## AIM OF THE TASK
Gather the lines from the material that contain "AppendLog".

DATA SECTION: Begin

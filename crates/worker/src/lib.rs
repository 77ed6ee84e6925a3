#![forbid(unsafe_code)]

//! Notification worker: consumes queued jobs and records their outcome.

pub mod append_log;
pub mod task;
pub mod worker;

pub use append_log::AppendLog;
pub use task::{JobHandler, NotificationTask, TaskError};
pub use worker::Worker;
use std::time::Duration;

use async_trait::async_trait;
use thiserror::Error;

use crate::append_log::AppendLog;

/// Faults raised by a job body. Every variant ends the job as Failed.
#[derive(Debug, Error)]
pub enum TaskError {
    /// The durable write of the job's record failed.
    #[error("durable write failed: {0}")]
    Io(#[from] std::io::Error),
    #[error("{0}")]
    Handler(String),
}

/// The body executed for each claimed job.
#[async_trait]
pub trait JobHandler: Send + Sync + 'static {
    /// Runs the job and returns its confirmation text.
    async fn handle(&self, payload: &str) -> Result<String, TaskError>;
}

/// Simulated slow notification send: wait, record the message, confirm.
pub struct NotificationTask {
    delay: Duration,
    log: AppendLog,
}

impl NotificationTask {
    pub fn new(delay: Duration, log: AppendLog) -> Self {
        Self { delay, log }
    }
}

#[async_trait]
impl JobHandler for NotificationTask {
    async fn handle(&self, payload: &str) -> Result<String, TaskError> {
        tokio::time::sleep(self.delay).await;
        self.log.append_line(payload).await?;
        Ok(format!("Task completed: {payload}"))
    }
}

#[cfg(test)]
mod tests {
    use super::*;

    #[tokio::test]
    async fn test_notification_task_records_and_confirms() {
        let dir = tempfile::tempdir().unwrap();
        let path = dir.path().join("notifications.log");
        let task = NotificationTask::new(Duration::ZERO, AppendLog::new(&path));

        let out = task
            .handle("Notification sent to alice@example.com")
            .await
            .unwrap();
        assert_eq!(out, "Task completed: Notification sent to alice@example.com");
        assert_eq!(
            std::fs::read_to_string(&path).unwrap(),
            "Notification sent to alice@example.com\n"
        );
    }

    #[tokio::test]
    async fn test_write_fault_is_io_error() {
        let dir = tempfile::tempdir().unwrap();
        let task = NotificationTask::new(
            Duration::ZERO,
            AppendLog::new(dir.path().join("missing").join("n.log")),
        );
        let err = task.handle("m").await.unwrap_err();
        assert!(matches!(err, TaskError::Io(_)));
    }
}
//! Statistical structures for model results

use serde::{Deserialize, Serialize};

use sd_core::{special, stats};

/// Goodness-of-fit statistics of a least-squares model
#[derive(Debug, Clone, Copy, PartialEq, Serialize, Deserialize)]
#[serde(rename_all = "camelCase")]
pub struct ModelStatistics {
    /// R-squared; 0 when the response is constant
    pub r_squared: f64,
    /// Adjusted R-squared, undefined without residual degrees of freedom
    pub adj_r_squared: Option<f64>,
    /// Residual standard error
    pub residual_std_error: Option<f64>,
    /// Overall F-statistic
    pub f_statistic: Option<f64>,
    /// F-statistic p-value
    pub f_p_value: Option<f64>,
    /// Sum of squared errors
    pub sse: f64,
    /// Total sum of squares about the mean of y
    pub sst: f64,
    /// Residual degrees of freedom (n − p − 1)
    pub df_residual: usize,
    /// Model degrees of freedom (p)
    pub df_model: usize,
}

impl ModelStatistics {
    /// Derive the statistics from the sums of squares.
    ///
    /// `n_predictors` excludes the intercept.
    pub fn from_sums(sse: f64, sst: f64, n_obs: usize, n_predictors: usize) -> Self {
        let r_squared = if sst > 0.0 { 1.0 - sse / sst } else { 0.0 };
        let df_residual = n_obs.saturating_sub(n_predictors + 1);
        let df_model = n_predictors;

        let (adj_r_squared, residual_std_error) = if df_residual > 0 {
            let n = n_obs as f64;
            let adj = 1.0 - (1.0 - r_squared) * ((n - 1.0) / df_residual as f64);
            (Some(adj), Some((sse / df_residual as f64).sqrt()))
        } else {
            (None, None)
        };

        let (f_statistic, f_p_value) = if df_residual > 0 && df_model > 0 && sse > 0.0 {
            let f = ((sst - sse) / df_model as f64) / (sse / df_residual as f64);
            let p = 1.0 - special::f_cdf(f, df_model as f64, df_residual as f64);
            (Some(f), Some(p))
        } else {
            (None, None)
        };

        Self {
            r_squared,
            adj_r_squared,
            residual_std_error,
            f_statistic,
            f_p_value,
            sse,
            sst,
            df_residual,
            df_model,
        }
    }
}

/// Residual summary reported next to each diagnostic suite
#[derive(Debug, Clone, Copy, Default, PartialEq, Serialize, Deserialize)]
#[serde(rename_all = "camelCase")]
pub struct ResidualStatistics {
    pub count: usize,
    pub mean: f64,
    /// Sample standard deviation; 0 with fewer than two residuals
    pub std_dev: f64,
    pub min: f64,
    pub max: f64,
}

impl ResidualStatistics {
    pub fn from_residuals(residuals: &[f64]) -> Self {
        if residuals.is_empty() {
            return Self::default();
        }
        Self {
            count: residuals.len(),
            mean: stats::mean(residuals).unwrap_or(0.0),
            std_dev: stats::std_dev(residuals).unwrap_or(0.0),
            min: stats::min(residuals).unwrap_or(0.0),
            max: stats::max(residuals).unwrap_or(0.0),
        }
    }
}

DATA SECTION: End

## OUTPUT FOR THIS TASK
pub use append_log::AppendLog;
use crate::append_log::AppendLog;
    log: AppendLog,
    pub fn new(delay: Duration, log: AppendLog) -> Self {
        let task = NotificationTask::new(Duration::ZERO, AppendLog::new(&path));
            AppendLog::new(dir.path().join("missing").join("n.log")),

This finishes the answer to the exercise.